Task>
Beginning with the line that contains "assessment score, nominally" in the material below, print each line exactly until the line that contains "issues, in the order given" has been printed, then stop.

Data for processing>
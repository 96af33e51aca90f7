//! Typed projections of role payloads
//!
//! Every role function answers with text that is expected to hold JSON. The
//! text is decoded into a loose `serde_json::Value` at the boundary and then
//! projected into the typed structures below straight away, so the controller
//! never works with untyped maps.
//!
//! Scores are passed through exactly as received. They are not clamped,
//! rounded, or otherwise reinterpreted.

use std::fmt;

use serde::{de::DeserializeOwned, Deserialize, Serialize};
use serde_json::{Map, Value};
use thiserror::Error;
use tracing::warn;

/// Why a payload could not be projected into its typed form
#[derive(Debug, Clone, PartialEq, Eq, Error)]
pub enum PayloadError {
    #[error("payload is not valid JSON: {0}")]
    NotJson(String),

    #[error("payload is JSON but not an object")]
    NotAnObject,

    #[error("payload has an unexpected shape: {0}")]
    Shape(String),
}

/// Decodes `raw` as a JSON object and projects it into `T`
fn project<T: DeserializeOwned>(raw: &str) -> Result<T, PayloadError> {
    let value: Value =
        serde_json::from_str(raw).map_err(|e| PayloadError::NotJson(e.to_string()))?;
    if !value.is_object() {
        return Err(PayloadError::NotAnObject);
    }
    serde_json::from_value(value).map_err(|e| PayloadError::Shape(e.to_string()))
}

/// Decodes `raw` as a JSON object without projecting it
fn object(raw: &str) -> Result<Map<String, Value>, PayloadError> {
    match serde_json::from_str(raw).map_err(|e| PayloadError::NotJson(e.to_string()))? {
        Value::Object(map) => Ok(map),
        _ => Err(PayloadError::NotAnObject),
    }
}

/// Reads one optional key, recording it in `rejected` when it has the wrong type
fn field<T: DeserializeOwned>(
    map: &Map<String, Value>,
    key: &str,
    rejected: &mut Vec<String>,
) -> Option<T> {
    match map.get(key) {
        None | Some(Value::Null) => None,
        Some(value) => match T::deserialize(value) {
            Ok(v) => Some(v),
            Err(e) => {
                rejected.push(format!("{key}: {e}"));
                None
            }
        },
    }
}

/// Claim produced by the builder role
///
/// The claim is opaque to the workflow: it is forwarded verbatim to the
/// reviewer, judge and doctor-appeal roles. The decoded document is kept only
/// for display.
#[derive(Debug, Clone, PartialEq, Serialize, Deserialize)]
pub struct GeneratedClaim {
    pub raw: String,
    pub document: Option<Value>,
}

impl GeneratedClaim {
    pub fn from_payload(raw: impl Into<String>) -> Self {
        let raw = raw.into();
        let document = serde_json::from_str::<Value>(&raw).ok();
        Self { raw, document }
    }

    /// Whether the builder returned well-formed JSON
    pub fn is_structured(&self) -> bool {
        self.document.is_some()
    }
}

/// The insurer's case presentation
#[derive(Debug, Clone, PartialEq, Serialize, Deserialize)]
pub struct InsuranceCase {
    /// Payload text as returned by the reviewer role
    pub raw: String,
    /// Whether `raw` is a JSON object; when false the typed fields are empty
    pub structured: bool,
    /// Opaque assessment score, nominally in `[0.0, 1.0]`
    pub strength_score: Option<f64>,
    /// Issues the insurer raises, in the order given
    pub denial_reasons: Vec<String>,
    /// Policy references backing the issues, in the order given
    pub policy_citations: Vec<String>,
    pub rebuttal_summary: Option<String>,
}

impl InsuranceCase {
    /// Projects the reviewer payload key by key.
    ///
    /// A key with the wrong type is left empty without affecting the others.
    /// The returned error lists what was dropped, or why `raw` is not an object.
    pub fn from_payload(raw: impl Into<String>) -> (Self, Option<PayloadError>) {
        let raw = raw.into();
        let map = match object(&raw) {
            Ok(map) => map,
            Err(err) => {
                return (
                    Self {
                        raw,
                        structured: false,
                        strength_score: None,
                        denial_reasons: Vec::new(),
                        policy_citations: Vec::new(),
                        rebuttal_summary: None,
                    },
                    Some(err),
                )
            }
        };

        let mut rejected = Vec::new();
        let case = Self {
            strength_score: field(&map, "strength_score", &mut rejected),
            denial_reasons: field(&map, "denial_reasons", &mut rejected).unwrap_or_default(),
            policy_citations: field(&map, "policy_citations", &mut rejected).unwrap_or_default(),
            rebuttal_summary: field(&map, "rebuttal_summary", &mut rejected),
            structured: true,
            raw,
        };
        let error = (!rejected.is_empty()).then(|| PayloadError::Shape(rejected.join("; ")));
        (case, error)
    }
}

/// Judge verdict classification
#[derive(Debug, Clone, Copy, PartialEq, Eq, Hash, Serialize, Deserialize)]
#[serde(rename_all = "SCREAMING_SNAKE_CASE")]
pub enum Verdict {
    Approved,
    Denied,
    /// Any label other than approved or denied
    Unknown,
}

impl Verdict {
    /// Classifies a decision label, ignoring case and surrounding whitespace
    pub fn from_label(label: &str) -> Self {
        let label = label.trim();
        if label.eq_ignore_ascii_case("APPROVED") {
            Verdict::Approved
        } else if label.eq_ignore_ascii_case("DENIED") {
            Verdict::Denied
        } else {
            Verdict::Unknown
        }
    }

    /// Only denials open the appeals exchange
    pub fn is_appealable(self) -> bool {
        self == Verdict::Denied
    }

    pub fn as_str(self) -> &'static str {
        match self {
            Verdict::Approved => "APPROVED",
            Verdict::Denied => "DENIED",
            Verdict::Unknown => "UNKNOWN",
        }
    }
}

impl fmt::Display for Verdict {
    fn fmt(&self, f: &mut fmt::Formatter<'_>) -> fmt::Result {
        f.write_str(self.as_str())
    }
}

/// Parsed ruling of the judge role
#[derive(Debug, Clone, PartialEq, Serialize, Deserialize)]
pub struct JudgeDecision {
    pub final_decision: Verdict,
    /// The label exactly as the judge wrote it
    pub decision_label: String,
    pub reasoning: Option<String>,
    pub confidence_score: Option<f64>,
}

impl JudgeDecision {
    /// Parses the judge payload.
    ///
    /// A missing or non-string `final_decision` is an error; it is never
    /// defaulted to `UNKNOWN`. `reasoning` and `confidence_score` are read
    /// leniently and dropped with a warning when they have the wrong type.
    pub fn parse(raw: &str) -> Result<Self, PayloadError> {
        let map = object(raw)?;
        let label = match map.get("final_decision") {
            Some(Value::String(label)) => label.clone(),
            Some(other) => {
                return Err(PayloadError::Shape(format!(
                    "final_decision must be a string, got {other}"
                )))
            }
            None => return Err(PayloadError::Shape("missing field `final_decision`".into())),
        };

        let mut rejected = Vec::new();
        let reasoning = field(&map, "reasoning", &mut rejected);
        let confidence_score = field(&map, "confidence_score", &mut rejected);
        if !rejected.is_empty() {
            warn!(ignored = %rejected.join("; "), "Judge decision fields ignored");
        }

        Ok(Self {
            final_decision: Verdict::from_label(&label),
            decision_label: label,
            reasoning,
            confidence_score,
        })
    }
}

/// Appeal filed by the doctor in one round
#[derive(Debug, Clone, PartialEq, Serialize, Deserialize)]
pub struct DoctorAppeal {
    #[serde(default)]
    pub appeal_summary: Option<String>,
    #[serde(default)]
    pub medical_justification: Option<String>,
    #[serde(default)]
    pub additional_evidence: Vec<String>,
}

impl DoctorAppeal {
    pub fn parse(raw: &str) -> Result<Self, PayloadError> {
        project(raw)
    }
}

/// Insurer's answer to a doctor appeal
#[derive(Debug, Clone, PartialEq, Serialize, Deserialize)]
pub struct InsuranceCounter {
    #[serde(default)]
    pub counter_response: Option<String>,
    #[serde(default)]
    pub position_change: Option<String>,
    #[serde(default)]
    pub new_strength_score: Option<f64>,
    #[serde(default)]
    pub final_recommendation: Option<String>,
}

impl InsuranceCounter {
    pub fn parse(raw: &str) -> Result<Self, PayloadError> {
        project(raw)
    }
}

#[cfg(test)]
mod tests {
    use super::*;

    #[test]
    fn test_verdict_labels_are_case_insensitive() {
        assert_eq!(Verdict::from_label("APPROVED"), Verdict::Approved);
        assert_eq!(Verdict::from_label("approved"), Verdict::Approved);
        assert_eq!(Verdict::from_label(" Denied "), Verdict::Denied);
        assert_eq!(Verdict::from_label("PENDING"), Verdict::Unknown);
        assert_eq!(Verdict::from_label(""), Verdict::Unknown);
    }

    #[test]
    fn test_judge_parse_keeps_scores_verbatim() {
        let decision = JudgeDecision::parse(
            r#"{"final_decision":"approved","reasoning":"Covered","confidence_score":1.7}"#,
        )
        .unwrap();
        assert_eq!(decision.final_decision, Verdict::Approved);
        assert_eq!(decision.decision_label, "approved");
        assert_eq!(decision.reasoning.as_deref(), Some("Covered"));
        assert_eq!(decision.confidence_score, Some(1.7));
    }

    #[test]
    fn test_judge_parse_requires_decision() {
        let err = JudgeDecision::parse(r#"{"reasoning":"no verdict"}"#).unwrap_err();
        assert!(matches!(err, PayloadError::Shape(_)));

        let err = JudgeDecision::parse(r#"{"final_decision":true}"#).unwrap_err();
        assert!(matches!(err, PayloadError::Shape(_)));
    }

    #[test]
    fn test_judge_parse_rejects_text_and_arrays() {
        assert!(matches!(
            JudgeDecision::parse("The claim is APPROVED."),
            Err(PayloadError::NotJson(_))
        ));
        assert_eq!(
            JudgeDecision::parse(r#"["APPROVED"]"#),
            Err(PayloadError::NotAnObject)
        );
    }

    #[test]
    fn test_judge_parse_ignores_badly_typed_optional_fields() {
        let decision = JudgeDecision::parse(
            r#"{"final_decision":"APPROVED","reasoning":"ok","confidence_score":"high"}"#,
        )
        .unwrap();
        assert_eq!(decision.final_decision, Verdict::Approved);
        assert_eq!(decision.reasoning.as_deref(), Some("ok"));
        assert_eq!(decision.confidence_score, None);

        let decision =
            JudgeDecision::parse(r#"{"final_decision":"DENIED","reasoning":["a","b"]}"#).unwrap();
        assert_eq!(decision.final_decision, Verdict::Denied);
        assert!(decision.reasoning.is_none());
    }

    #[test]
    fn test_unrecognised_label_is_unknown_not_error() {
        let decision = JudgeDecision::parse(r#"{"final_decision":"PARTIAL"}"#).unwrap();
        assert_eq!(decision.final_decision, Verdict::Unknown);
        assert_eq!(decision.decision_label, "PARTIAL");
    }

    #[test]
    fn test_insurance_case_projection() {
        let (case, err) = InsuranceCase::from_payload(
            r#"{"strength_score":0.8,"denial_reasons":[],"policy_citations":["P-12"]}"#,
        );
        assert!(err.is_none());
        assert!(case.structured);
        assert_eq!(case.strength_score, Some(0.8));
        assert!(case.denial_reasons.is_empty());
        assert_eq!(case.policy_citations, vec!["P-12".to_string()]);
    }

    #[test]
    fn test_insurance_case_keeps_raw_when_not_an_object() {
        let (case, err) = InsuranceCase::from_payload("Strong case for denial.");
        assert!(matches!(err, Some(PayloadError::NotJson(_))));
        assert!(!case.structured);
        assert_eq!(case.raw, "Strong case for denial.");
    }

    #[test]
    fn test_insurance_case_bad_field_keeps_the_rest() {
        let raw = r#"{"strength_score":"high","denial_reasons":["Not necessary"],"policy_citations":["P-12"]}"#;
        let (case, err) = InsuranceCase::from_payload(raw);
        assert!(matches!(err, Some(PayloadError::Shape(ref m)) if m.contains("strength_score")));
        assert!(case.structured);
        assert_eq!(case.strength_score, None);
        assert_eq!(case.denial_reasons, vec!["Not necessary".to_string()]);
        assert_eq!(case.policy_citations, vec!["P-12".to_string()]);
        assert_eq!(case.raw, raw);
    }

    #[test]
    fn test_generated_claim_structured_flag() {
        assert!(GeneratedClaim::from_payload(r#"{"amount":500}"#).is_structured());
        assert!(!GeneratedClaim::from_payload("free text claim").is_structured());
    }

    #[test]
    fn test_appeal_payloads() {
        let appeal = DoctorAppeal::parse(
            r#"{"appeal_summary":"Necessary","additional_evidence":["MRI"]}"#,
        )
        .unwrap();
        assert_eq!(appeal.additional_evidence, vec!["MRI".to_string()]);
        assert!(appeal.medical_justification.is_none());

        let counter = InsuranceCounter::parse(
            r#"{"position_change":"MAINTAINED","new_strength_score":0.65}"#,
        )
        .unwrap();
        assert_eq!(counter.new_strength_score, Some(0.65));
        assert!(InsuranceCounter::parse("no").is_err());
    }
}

Answer to this exercise>
    /// Opaque assessment score, nominally in `[0.0, 1.0]`
    pub strength_score: Option<f64>,
    /// Issues the insurer raises, in the order given
    pub denial_reasons: Vec<String>,
    /// Policy references backing the issues, in the order given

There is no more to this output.